Его собеседник не медлил с ответом:
- Да, - сказал он твёрдо, - сожалею. Но участие должно было быть, только по случайности не состоялось. Ответственности с меня никто не снимал, поэтому готов понести любое наказание, какое мне вынесут.
- Что ж, это хорошо. Но наш государь милостив к тем, кто осознал свои проступки. Я имел с ним разговор касательно вас. Он желает дать вам возможность на деле доказать вашу преданность отечеству и принести пользу там, где должно.
- Я счастлив тем доверием, что оказывает мне государь, и готов нести службу там, где это он сочтёт нужным.
- Сами-то что вы думаете, на каком поприще могли бы принести пользу? Насколько мне известно от ваших полковых сотоварищей, вы, кажется, хотели в отставку?
- Да, я намеревался выйти в отставку, хотел переводить романы Вальтер Скотта. Прекрасный, знаете ли, автор, - Иван улыбнулся немного смущённо.
- Вы знаете английский язык?
- Да.
- Какие ещё иностранные языки разумеете?
Иван пожал плечами:
- Натурально, французский и немецкий. Приходилось также иметь дело со шведским и датским.
- Насколько приходилось?
- Дорогу в незнакомом месте найти смогу, и не только.
- Ваш опекун, если можно так выразиться – я имею в виду господина Каблукова – отзывался о вас, как о человеке вдумчивом и внимательном, вдобавок имеющим хороший почерк. Это так?
- Господин Каблуков очень добр ко мне, - Иван улыбнулся. - Но почерк – это то, чем я, пожалуй, действительно могу гордиться.
- Вы всю жизнь прослужили в полку. А как относитесь к канцелярской работе? Обычно офицеры не слишком любят канцелярских крыс.
- Да куда же от них деться? – Иван пожал плечами. – Хороший канцелярист жизнь полка очень облегчает.
- Ага, - собеседник был доволен, - очень рад, что наши с вами мнения совпадают. Я тоже, видите ли, имел неоднократную возможность убедиться, насколько важна эта работа. И для начала я попросил бы вас разобраться с архивом, который достался нам от наших предшественников и хранился ими весьма небрежно. Так небрежно, что это существенно затрудняет работу. А, между тем, я имею в виду архив Тайной канцелярии. Согласны?
- Согласен.
- Очень хорошо. Тогда сделаем так. Этот архив сейчас хранится в месте, не слишком приспособленном для разборки: в подвалах. Для начала вам придётся подготовить его к перевозке.
* * *
Небольшой, ничем не примечательный флигель на задворках старинного особняка. Именно сюда каждое утро Иван отправлялся на службу. Все комнаты флигеля были забиты и завалены бесконечными папками, хранящимися в полном беспорядке. И всех их надлежало пересмотреть, распределить по годам и по делам.

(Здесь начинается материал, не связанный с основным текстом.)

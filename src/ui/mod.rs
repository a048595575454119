mod helpers;
mod overlays;

use ratatui::Frame;
use ratatui::layout::{Constraint, Direction, Layout, Rect};
use ratatui::style::{Modifier, Style};
use ratatui::text::{Line, Span};
use ratatui::widgets::{Block, Borders, Clear, List, ListItem, ListState, Paragraph, Wrap};

use crate::app::App;
use crate::preview::compose_document;
use crate::theme::Theme;
use crate::types::{Focus, PendingAction, SearchField};
use helpers::{display_col, fit_width, toolbar_slots};
use overlays::*;

pub(crate) fn draw(app: &mut App, frame: &mut Frame<'_>) {
    let theme = app.active_theme().clone();
    let size = frame.area();
    frame.render_widget(
        Block::default().style(Style::default().bg(theme.bg).fg(theme.fg)),
        size,
    );
    let vertical = Layout::default()
        .direction(Direction::Vertical)
        .constraints([
            Constraint::Length(1),
            Constraint::Min(5),
            Constraint::Length(3),
        ])
        .split(size);

    draw_toolbar(app, frame, vertical[0], &theme);

    if app.preview_fullscreen {
        app.rects.files = Rect::default();
        app.rects.editor = Rect::default();
        app.rects.search = Rect::default();
        app.rects.preview = vertical[1];
    } else {
        let main = Layout::default()
            .direction(Direction::Horizontal)
            .constraints([
                Constraint::Length(App::FILES_PANE_WIDTH),
                Constraint::Min(20),
                Constraint::Percentage(40),
            ])
            .split(vertical[1]);
        app.rects.files = main[0];
        app.rects.preview = main[2];
        if app.session.search.open {
            let column = Layout::default()
                .direction(Direction::Vertical)
                .constraints([Constraint::Length(3), Constraint::Min(3)])
                .split(main[1]);
            app.rects.search = column[0];
            app.rects.editor = column[1];
        } else {
            app.rects.search = Rect::default();
            app.rects.editor = main[1];
        }
    }

    let mut caret = None;
    if !app.preview_fullscreen {
        draw_files(app, frame, &theme);
        if app.session.search.open {
            draw_search(app, frame, &theme);
        }
        caret = draw_editor(app, frame, &theme);
    }
    draw_preview(app, frame, &theme);
    draw_status(app, frame, vertical[2], &theme);

    match caret {
        Some(caret) if app.session.suggestions.is_open() => {
            render_suggestions_popup(app, frame, caret);
        }
        _ => app.rects.suggestions = Rect::default(),
    }
    if app.prompt.is_some() {
        render_prompt(app, frame);
    }
    if matches!(app.pending, PendingAction::Delete(_)) {
        render_delete_prompt(app, frame);
    }
}

fn pane_block(title: Line<'static>, focused: bool, theme: &Theme) -> Block<'static> {
    let border = if focused { theme.accent } else { theme.border };
    Block::default()
        .title(title)
        .borders(Borders::ALL)
        .border_style(Style::default().fg(border))
        .style(Style::default().bg(theme.bg_alt).fg(theme.fg))
}

fn draw_toolbar(app: &mut App, frame: &mut Frame<'_>, area: Rect, theme: &Theme) {
    let labels = App::toolbar_actions();
    app.rects.toolbar = toolbar_slots(area, &labels);
    let bar = Paragraph::new("").style(Style::default().bg(theme.bg_alt));
    frame.render_widget(bar, area);
    for ((label, _), (rect, _)) in labels.iter().zip(app.rects.toolbar.iter()) {
        let button = Paragraph::new(format!(" {label} ")).style(
            Style::default()
                .fg(theme.fg)
                .bg(theme.selection)
                .add_modifier(Modifier::BOLD),
        );
        frame.render_widget(button, *rect);
    }
}

fn draw_files(app: &mut App, frame: &mut Frame<'_>, theme: &Theme) {
    let area = app.rects.files;
    let inner_w = area.width.saturating_sub(2) as usize;
    let name_w = inner_w.saturating_sub(5);
    let active = app.session.active_file().to_string();
    let deletable: Vec<&str> = app.session.deletable_files().collect();
    let items: Vec<ListItem> = app
        .file_names()
        .iter()
        .map(|name| {
            let is_active = *name == active;
            let marker = if is_active { "▸ " } else { "  " };
            let delete = if deletable.contains(&name.as_str()) {
                " × "
            } else {
                "   "
            };
            let style = if is_active {
                Style::default()
                    .fg(theme.accent)
                    .add_modifier(Modifier::BOLD)
            } else {
                Style::default().fg(theme.fg)
            };
            ListItem::new(Line::from(vec![
                Span::styled(format!("{marker}{}", fit_width(name, name_w)), style),
                Span::styled(delete, Style::default().fg(theme.error)),
            ]))
        })
        .collect();
    let mut state = ListState::default();
    if app.focus == Focus::Files {
        state.select(Some(app.files_selected));
    }
    let list = List::new(items)
        .highlight_style(Style::default().bg(theme.selection))
        .block(pane_block(
            Line::from("Files"),
            app.focus == Focus::Files,
            theme,
        ));
    frame.render_stateful_widget(list, area, &mut state);
}

fn draw_search(app: &mut App, frame: &mut Frame<'_>, theme: &Theme) {
    let area = app.rects.search;
    let block = pane_block(
        Line::from("Find / Replace"),
        app.focus == Focus::Search,
        theme,
    );
    let inner = block.inner(area);
    frame.render_widget(block, area);
    let halves = Layout::default()
        .direction(Direction::Horizontal)
        .constraints([Constraint::Percentage(50), Constraint::Percentage(50)])
        .split(inner);
    let search = &app.session.search;
    let fields = [
        ("Find: ", &search.find, SearchField::Find),
        ("Replace: ", &search.replace, SearchField::Replace),
    ];
    for (rect, (label, value, field)) in halves.iter().zip(fields) {
        let active = search.field == field;
        let label_style = if active {
            Style::default()
                .fg(theme.accent)
                .add_modifier(Modifier::BOLD)
        } else {
            Style::default().fg(theme.fg_muted)
        };
        let line = Line::from(vec![
            Span::styled(label, label_style),
            Span::styled(value.clone(), Style::default().fg(theme.fg)),
        ]);
        frame.render_widget(Paragraph::new(line), *rect);
        if active && app.focus == Focus::Search {
            let x = rect.x + (label.len() + display_col(value, usize::MAX)) as u16;
            if x < rect.right() {
                frame.set_cursor_position((x, rect.y));
            }
        }
    }
}

/// Renders the editor pane and returns the caret's screen position when it
/// is visible.
fn draw_editor(app: &mut App, frame: &mut Frame<'_>, theme: &Theme) -> Option<(u16, u16)> {
    let area = app.rects.editor;
    let kind = app.session.active_kind();
    let title = Line::from(vec![
        Span::styled(
            app.session.active_file().to_string(),
            Style::default().add_modifier(Modifier::BOLD),
        ),
        Span::styled(format!(" [{}]", kind.label()), Style::default().fg(theme.fg_muted)),
    ]);
    frame.render_widget(pane_block(title, app.focus == Focus::Editor, theme), area);
    let inner = Rect::new(
        area.x.saturating_add(1),
        area.y.saturating_add(1),
        area.width.saturating_sub(2),
        area.height.saturating_sub(2),
    );
    frame.render_widget(Clear, inner);

    let lines = app.editor.lines();
    let (cursor_row, cursor_col) = app.editor.cursor();
    let start_row = app.editor_scroll_row.min(lines.len().saturating_sub(1));
    let visible_rows = inner.height as usize;
    let content_w = inner.width.saturating_sub(App::EDITOR_GUTTER_WIDTH) as usize;

    let mut out: Vec<Line> = Vec::with_capacity(visible_rows);
    for row in start_row..(start_row + visible_rows).min(lines.len()) {
        let number_style = if row == cursor_row {
            Style::default().fg(theme.accent)
        } else {
            Style::default().fg(theme.fg_muted)
        };
        let text = lines[row].replace('\t', "    ");
        let bg = if row == cursor_row { theme.bg_alt } else { theme.bg };
        out.push(Line::from(vec![
            Span::styled(format!("{:>5} ", row + 1), number_style),
            Span::styled(fit_width(&text, content_w), Style::default().bg(bg)),
        ]));
    }
    frame.render_widget(
        Paragraph::new(out).style(Style::default().bg(theme.bg).fg(theme.fg)),
        inner,
    );

    if cursor_row < start_row || cursor_row >= start_row + visible_rows {
        return None;
    }
    let col = display_col(&lines[cursor_row], cursor_col).min(content_w.saturating_sub(1));
    let caret = (
        inner.x + App::EDITOR_GUTTER_WIDTH + col as u16,
        inner.y + (cursor_row - start_row) as u16,
    );
    if app.focus == Focus::Editor && app.prompt.is_none() {
        frame.set_cursor_position(caret);
    }
    Some(caret)
}

fn draw_preview(app: &mut App, frame: &mut Frame<'_>, theme: &Theme) {
    let area = app.rects.preview;
    let document = compose_document(app.session.project());
    let max_scroll = document.lines().count().saturating_sub(1);
    app.preview_scroll = app.preview_scroll.min(max_scroll as u16);
    let status = app.session.preview_status();
    let status_style = if status.is_error() {
        Style::default().fg(theme.error)
    } else {
        Style::default().fg(theme.fg_muted)
    };
    let title = Line::from(vec![
        Span::raw(if app.preview_fullscreen {
            "Preview (F11 restore) "
        } else {
            "Preview "
        }),
        Span::styled(status.message(), status_style),
    ]);
    let body = Paragraph::new(document)
        .wrap(Wrap { trim: false })
        .scroll((app.preview_scroll, 0))
        .style(Style::default().fg(theme.fg).bg(theme.bg))
        .block(pane_block(title, false, theme));
    frame.render_widget(body, area);
}

fn draw_status(app: &App, frame: &mut Frame<'_>, area: Rect, theme: &Theme) {
    let preview = app.session.preview_status();
    let preview_style = if preview.is_error() {
        Style::default()
            .fg(theme.error)
            .add_modifier(Modifier::BOLD)
    } else {
        Style::default().fg(theme.fg_muted)
    };
    let line = Line::from(vec![
        Span::styled(preview.message(), preview_style),
        Span::styled("  |  ", Style::default().fg(theme.border)),
        Span::styled(app.status.clone(), Style::default().fg(theme.fg)),
        Span::styled(
            "   ^N new  ^D delete  ^F find  ^S download  ^B files  ^T theme  ^Q quit",
            Style::default().fg(theme.fg_muted),
        ),
    ]);
    let status = Paragraph::new(line)
        .style(Style::default().bg(theme.bg_alt))
        .block(
            Block::default()
                .borders(Borders::ALL)
                .border_style(Style::default().fg(theme.border)),
        );
    frame.render_widget(status, area);
}

#[cfg(test)]
mod tests {
    use super::*;
    use ratatui::Terminal;
    use ratatui::backend::TestBackend;
    use tempfile::tempdir;

    fn buffer_text(terminal: &Terminal<TestBackend>) -> String {
        let buffer = terminal.backend().buffer();
        buffer
            .content()
            .chunks(buffer.area.width as usize)
            .map(|row| row.iter().map(|c| c.symbol()).collect::<String>())
            .collect::<Vec<_>>()
            .join("\n")
    }

    #[test]
    fn draw_lays_out_panes_and_lists_files() {
        let tmp = tempdir().expect("tempdir");
        let mut app = App::new(tmp.path().join("state"), tmp.path().join("out")).expect("app");
        let mut terminal = Terminal::new(TestBackend::new(120, 30)).expect("terminal");
        terminal.draw(|f| draw(&mut app, f)).expect("draw");

        assert_eq!(app.rects.files.width, App::FILES_PANE_WIDTH);
        assert!(app.rects.editor.width > 0);
        assert!(app.rects.preview.width > 0);
        assert_eq!(app.rects.toolbar.len(), App::toolbar_actions().len());
        let text = buffer_text(&terminal);
        assert!(text.contains("index.html"));
        assert!(text.contains("style.css"));
        assert!(text.contains("Ready."));
    }

    #[test]
    fn fullscreen_gives_preview_the_whole_body() {
        let tmp = tempdir().expect("tempdir");
        let mut app = App::new(tmp.path().join("state"), tmp.path().join("out")).expect("app");
        app.toggle_preview_fullscreen();
        let mut terminal = Terminal::new(TestBackend::new(100, 24)).expect("terminal");
        terminal.draw(|f| draw(&mut app, f)).expect("draw");
        assert_eq!(app.rects.preview.width, 100);
        assert_eq!(app.rects.editor, Rect::default());
    }

    #[test]
    fn suggestion_popup_is_placed_and_clickable_area_recorded() {
        let tmp = tempdir().expect("tempdir");
        let mut app = App::new(tmp.path().join("state"), tmp.path().join("out")).expect("app");
        app.session.edit("<sp".to_string(), 3).expect("edit");
        app.load_editor_from_session();
        let mut terminal = Terminal::new(TestBackend::new(120, 30)).expect("terminal");
        terminal.draw(|f| draw(&mut app, f)).expect("draw");
        assert!(app.rects.suggestions.height >= 3);
        assert!(buffer_text(&terminal).contains("<span>"));
    }
}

В помощь был выделен солдат, которому целый день приходилось таскать туда-сюда все эти папки, и, при всей кажущейся лёгкости, настолько непростой была эта работа, что привыкший ко всякому служивый к вечеру совсем выбивался из сил. А Ивану с каждым днём становилось всё интереснее.

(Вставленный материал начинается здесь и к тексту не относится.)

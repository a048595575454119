use std::path::PathBuf;

use ratatui::layout::Rect;
use ratatui_textarea::TextArea;

use crate::session::Session;
use crate::theme::Theme;
use crate::types::{Focus, PendingAction, PromptState, ToolbarAction};

mod core;
mod editor;
mod input;
mod input_handlers;

#[derive(Default)]
pub(crate) struct LayoutRects {
    pub(crate) files: Rect,
    pub(crate) editor: Rect,
    pub(crate) preview: Rect,
    pub(crate) search: Rect,
    pub(crate) suggestions: Rect,
    pub(crate) prompt: Rect,
    pub(crate) toolbar: Vec<(Rect, ToolbarAction)>,
}

pub(crate) struct App {
    pub(crate) session: Session,
    pub(crate) editor: TextArea<'static>,
    pub(crate) state_dir: PathBuf,
    pub(crate) export_dir: PathBuf,
    pub(crate) focus: Focus,
    pub(crate) files_selected: usize,
    pub(crate) status: String,
    pub(crate) pending: PendingAction,
    pub(crate) prompt: Option<PromptState>,
    pub(crate) quit: bool,
    pub(crate) preview_fullscreen: bool,
    pub(crate) preview_scroll: u16,
    pub(crate) editor_scroll_row: usize,
    pub(crate) themes: Vec<Theme>,
    pub(crate) active_theme_index: usize,
    pub(crate) rects: LayoutRects,
}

Флигель теперь стал местом ежедневной работы Ивана Гейдена. Когда-то этот архив располагался в должном порядке в служебных помещениях Петропавловской крепости, однако воцарившийся Павел, упорно уничтожавший следы правления ненавистной матери, повелел его оттуда изгнать. Поэтому для начала бесконечные папки были свалены в беспорядке в помещениях бывшей петровской кордегардии. К воцарению Александра о них попросту забыли. Наткнулся на архив случайно Бенкендорф, о чём немедленно доложил императору. Тот поразился и, осознавая важность находки, велел его разобрать. Тут как раз подвернулся Гейден очень кстати.
Можно было только диву даваться, как эти папки сохранились, как подвал ни разу не подвергся затоплению, однако это было так. И теперь Иван один за другим вытаскивал на свет божий документы, беспристрастно свидетельствующие о прошлом огромной страны, о заговорах и подлогах, об убийствах и казнях.

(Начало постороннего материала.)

use std::fmt;

use serde::de::{MapAccess, Visitor};
use serde::{Deserialize, Deserializer, Serialize, Serializer};

pub(crate) const INDEX_HTML: &str = "index.html";
pub(crate) const STYLE_CSS: &str = "style.css";
pub(crate) const SCRIPT_JS: &str = "script.js";

#[derive(Debug, Clone, PartialEq, Eq)]
pub(crate) struct ProjectFile {
    pub(crate) name: String,
    pub(crate) content: String,
}

/// Files of one editing session, kept in insertion order.
///
/// Serializes as a plain JSON object (`name -> content`) so snapshots stay
/// readable and hand-editable.
#[derive(Debug, Clone, PartialEq, Eq, Default)]
pub(crate) struct Project {
    files: Vec<ProjectFile>,
}

impl Project {
    pub(crate) fn starter() -> Self {
        let mut project = Self::default();
        project.insert(INDEX_HTML, "<h1>E-Smart IDE</h1>\n<p>Start coding!</p>");
        project.insert(STYLE_CSS, "h1 { color: #007bff; }");
        project.insert(SCRIPT_JS, "console.log('Hello World');");
        project
    }

    pub(crate) fn get(&self, name: &str) -> Option<&str> {
        self.files
            .iter()
            .find(|f| f.name == name)
            .map(|f| f.content.as_str())
    }

    pub(crate) fn contains(&self, name: &str) -> bool {
        self.files.iter().any(|f| f.name == name)
    }

    /// Sets `name` to `content`, appending the file when it is new.
    pub(crate) fn insert(&mut self, name: impl Into<String>, content: impl Into<String>) {
        let name = name.into();
        let content = content.into();
        if let Some(file) = self.files.iter_mut().find(|f| f.name == name) {
            file.content = content;
        } else {
            self.files.push(ProjectFile { name, content });
        }
    }

    pub(crate) fn remove(&mut self, name: &str) -> Option<String> {
        let idx = self.files.iter().position(|f| f.name == name)?;
        Some(self.files.remove(idx).content)
    }

    pub(crate) fn names(&self) -> impl Iterator<Item = &str> {
        self.files.iter().map(|f| f.name.as_str())
    }

    pub(crate) fn len(&self) -> usize {
        self.files.len()
    }

    /// Restores the `index.html` invariant for snapshots that lost it.
    pub(crate) fn ensure_index(&mut self) {
        if !self.contains(INDEX_HTML) {
            self.files.insert(
                0,
                ProjectFile {
                    name: INDEX_HTML.to_string(),
                    content: String::new(),
                },
            );
        }
    }
}

impl Serialize for Project {
    fn serialize<S: Serializer>(&self, serializer: S) -> Result<S::Ok, S::Error> {
        serializer.collect_map(self.files.iter().map(|f| (&f.name, &f.content)))
    }
}

impl<'de> Deserialize<'de> for Project {
    fn deserialize<D: Deserializer<'de>>(deserializer: D) -> Result<Self, D::Error> {
        struct ProjectVisitor;

        impl<'de> Visitor<'de> for ProjectVisitor {
            type Value = Project;

            fn expecting(&self, f: &mut fmt::Formatter<'_>) -> fmt::Result {
                f.write_str("a map of file names to file contents")
            }

            fn visit_map<A: MapAccess<'de>>(self, mut map: A) -> Result<Project, A::Error> {
                let mut project = Project::default();
                while let Some((name, content)) = map.next_entry::<String, String>()? {
                    project.insert(name, content);
                }
                Ok(project)
            }
        }

        deserializer.deserialize_map(ProjectVisitor)
    }
}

Перед Гейденом проходила история страны. И не просто история – можно сказать, изнанка истории, то, что скрывалось за её фасадом. Почти каждое событие сопровождалось многочисленными делами в разнообразных папках, живописующих то, что было именно первоосновой, объясняющей, что же произошло на самом деле.
Чего здесь только ни находилось. Дело Долгоруковых. Дело о предводителе башкир Батырши, содержащегося в Шлиссельбургской крепости и убитого при попытке побега. Дело о наведении порчи крестьянкой Натальей Архиповой, крепостной графини Головиной. Громадная масса документов времён бироновщины; многотомное дело о низложении регентши Анны Леопольдовны и содержании под стражей императора Иоанна Антоновича. Дело Радищева. Дело Новикова.
Но всё это тонуло в неисчислимых папках о самых обычных делах: воровстве, земельных тяжбах, колдовстве и наведении порчи, убийствах и богословских спорах, заканчивавшихся рукоприкладством. И так далее, и так далее.
К тому времени решено было выделить под это дело часть помещений Генерального штаба, где началось возведение стеллажей и шкафов. Гейден тем временем заносил сведения о документах в реестр и картотеку чётким каллиграфическим почерком.
Он настолько увлёкся этим занятием, что засиживался допоздна, возвращаясь уже затемно.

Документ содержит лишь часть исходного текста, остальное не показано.